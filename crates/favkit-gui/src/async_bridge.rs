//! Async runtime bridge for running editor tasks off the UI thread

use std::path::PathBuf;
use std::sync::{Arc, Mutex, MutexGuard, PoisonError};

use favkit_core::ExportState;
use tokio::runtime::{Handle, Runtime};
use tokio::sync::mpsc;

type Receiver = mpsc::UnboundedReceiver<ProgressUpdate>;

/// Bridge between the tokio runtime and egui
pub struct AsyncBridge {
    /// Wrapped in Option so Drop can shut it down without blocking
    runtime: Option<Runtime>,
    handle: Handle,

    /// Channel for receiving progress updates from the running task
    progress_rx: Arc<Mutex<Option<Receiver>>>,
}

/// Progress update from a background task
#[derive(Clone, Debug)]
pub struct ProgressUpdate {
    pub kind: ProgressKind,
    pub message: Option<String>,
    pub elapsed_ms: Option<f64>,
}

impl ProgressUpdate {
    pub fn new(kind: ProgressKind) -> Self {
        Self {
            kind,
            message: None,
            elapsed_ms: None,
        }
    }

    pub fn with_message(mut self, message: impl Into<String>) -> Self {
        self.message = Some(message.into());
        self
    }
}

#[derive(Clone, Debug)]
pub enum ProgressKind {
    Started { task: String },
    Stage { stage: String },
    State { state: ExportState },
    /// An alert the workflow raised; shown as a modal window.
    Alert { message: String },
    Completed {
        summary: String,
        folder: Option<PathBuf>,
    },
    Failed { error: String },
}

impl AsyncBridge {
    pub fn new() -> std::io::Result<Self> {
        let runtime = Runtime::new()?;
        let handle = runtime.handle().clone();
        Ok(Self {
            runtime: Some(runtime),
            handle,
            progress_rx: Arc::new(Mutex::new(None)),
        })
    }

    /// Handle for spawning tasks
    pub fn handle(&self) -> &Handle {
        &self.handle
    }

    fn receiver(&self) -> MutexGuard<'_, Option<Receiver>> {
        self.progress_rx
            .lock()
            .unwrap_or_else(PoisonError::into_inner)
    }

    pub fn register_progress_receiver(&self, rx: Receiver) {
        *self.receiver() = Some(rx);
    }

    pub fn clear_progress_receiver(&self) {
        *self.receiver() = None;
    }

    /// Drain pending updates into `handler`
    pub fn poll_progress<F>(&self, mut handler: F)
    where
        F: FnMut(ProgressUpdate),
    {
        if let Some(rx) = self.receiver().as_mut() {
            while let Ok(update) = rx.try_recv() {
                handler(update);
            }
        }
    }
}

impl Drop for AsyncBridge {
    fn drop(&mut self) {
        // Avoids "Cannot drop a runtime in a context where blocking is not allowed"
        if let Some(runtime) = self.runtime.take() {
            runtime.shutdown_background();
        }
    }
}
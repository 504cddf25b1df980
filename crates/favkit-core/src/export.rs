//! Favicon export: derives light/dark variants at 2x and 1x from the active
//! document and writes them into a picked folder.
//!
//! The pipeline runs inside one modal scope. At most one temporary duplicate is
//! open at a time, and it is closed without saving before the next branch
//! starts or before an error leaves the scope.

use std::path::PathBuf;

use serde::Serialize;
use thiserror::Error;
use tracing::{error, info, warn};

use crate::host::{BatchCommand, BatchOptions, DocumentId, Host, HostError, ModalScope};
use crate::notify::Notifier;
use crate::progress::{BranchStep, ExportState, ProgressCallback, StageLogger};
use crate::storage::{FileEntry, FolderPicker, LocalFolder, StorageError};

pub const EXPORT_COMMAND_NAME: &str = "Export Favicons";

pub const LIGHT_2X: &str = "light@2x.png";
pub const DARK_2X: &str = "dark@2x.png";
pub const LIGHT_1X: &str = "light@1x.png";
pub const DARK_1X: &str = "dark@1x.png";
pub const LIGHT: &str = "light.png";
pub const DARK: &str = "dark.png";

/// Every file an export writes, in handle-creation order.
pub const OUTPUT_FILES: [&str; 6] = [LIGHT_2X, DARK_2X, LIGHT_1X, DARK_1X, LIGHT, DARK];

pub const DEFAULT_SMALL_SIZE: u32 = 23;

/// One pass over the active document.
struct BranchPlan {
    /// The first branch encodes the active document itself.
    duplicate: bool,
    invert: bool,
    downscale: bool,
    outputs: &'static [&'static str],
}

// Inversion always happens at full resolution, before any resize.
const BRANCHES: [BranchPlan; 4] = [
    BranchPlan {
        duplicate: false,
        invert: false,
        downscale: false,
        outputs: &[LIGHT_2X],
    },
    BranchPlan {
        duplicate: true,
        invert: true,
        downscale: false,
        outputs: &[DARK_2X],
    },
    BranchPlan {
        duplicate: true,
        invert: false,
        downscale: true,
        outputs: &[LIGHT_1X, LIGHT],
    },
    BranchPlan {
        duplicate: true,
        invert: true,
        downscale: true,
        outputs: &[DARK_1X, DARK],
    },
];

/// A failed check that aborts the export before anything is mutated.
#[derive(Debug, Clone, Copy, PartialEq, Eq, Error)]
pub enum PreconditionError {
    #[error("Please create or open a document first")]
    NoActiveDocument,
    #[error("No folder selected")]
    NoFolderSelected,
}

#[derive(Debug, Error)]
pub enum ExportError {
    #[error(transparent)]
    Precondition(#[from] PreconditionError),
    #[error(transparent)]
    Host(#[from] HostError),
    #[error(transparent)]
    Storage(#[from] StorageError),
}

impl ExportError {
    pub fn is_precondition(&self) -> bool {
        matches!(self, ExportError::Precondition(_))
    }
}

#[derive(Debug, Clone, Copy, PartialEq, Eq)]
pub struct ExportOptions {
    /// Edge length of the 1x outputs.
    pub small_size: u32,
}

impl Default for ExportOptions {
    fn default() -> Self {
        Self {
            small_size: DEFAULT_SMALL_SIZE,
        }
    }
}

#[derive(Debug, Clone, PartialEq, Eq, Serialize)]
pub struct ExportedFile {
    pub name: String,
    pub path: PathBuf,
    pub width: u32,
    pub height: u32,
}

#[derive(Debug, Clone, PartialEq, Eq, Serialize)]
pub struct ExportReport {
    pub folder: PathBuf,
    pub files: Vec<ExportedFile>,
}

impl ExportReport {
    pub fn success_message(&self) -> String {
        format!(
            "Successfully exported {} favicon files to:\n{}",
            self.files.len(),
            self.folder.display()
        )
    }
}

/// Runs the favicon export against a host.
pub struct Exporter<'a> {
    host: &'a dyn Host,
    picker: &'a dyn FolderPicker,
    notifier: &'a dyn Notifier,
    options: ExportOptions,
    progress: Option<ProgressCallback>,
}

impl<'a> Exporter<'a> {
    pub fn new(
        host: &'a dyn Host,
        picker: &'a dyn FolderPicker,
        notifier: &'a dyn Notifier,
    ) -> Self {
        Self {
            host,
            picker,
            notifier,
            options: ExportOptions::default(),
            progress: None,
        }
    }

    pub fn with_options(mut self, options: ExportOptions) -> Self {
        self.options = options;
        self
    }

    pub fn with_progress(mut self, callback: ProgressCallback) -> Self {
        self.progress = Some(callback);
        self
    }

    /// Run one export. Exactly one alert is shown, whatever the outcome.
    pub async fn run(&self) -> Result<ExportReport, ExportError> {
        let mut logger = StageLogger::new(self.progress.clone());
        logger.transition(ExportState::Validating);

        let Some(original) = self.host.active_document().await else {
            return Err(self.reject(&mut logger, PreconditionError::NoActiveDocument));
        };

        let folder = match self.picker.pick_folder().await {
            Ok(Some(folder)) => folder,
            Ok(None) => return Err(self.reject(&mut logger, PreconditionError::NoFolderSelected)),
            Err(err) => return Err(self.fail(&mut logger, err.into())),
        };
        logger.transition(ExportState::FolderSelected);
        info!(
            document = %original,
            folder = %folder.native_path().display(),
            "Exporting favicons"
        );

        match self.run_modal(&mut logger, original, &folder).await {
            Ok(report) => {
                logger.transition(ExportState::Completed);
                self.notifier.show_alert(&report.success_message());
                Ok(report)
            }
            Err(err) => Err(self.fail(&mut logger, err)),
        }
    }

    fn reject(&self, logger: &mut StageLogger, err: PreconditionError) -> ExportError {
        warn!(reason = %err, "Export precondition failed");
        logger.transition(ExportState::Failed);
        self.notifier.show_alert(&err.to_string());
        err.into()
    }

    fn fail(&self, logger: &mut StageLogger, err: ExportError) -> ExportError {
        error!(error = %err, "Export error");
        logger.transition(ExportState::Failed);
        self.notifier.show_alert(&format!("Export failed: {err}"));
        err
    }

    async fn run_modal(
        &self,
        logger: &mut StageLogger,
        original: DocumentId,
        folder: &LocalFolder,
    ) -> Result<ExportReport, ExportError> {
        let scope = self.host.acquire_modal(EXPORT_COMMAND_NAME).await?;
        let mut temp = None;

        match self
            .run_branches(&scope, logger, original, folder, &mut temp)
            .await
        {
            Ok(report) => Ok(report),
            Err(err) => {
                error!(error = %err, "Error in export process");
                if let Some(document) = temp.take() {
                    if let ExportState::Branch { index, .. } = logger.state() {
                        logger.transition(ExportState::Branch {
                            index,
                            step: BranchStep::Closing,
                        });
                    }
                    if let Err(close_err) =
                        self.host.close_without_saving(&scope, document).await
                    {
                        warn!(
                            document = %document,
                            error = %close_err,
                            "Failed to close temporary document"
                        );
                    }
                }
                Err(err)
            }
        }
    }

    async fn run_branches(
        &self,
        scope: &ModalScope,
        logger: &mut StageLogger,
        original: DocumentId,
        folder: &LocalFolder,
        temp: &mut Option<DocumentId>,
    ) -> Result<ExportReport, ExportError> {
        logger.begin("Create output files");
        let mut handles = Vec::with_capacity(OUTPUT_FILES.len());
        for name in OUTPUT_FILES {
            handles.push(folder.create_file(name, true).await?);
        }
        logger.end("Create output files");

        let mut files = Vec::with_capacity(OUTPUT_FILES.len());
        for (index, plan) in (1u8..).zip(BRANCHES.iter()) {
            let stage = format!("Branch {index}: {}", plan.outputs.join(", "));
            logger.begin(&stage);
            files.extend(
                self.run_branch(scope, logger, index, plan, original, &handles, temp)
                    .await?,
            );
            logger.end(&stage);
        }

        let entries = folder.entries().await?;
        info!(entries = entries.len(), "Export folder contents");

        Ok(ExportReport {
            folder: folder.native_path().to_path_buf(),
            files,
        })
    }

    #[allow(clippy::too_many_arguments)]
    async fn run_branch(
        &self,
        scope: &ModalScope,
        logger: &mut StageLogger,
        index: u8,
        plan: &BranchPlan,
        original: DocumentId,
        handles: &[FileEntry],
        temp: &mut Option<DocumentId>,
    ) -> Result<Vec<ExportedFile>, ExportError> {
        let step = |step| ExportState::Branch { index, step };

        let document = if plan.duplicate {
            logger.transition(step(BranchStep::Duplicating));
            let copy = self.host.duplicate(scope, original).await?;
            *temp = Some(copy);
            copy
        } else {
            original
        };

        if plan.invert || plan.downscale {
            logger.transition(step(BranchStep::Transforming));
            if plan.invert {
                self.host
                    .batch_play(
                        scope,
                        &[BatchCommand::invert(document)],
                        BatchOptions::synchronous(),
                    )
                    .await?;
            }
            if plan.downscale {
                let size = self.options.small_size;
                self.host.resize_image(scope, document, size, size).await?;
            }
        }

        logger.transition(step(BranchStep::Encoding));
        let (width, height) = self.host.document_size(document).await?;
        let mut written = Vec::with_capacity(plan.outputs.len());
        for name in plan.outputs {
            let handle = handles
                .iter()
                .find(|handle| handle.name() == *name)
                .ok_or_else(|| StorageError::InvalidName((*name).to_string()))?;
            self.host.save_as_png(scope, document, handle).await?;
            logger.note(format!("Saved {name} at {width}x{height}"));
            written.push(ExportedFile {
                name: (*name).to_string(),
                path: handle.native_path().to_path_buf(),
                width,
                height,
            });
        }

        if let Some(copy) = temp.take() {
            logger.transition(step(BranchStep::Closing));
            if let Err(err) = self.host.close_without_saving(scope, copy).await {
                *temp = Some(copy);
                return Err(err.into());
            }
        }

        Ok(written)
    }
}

= DIRECTIONS FOR THIS TASK =
Every line in the listing that holds "AsyncBridge" belongs in the answer.

= SOLVED PROBLEM =
pub struct AsyncBridge {
impl AsyncBridge {
impl Drop for AsyncBridge {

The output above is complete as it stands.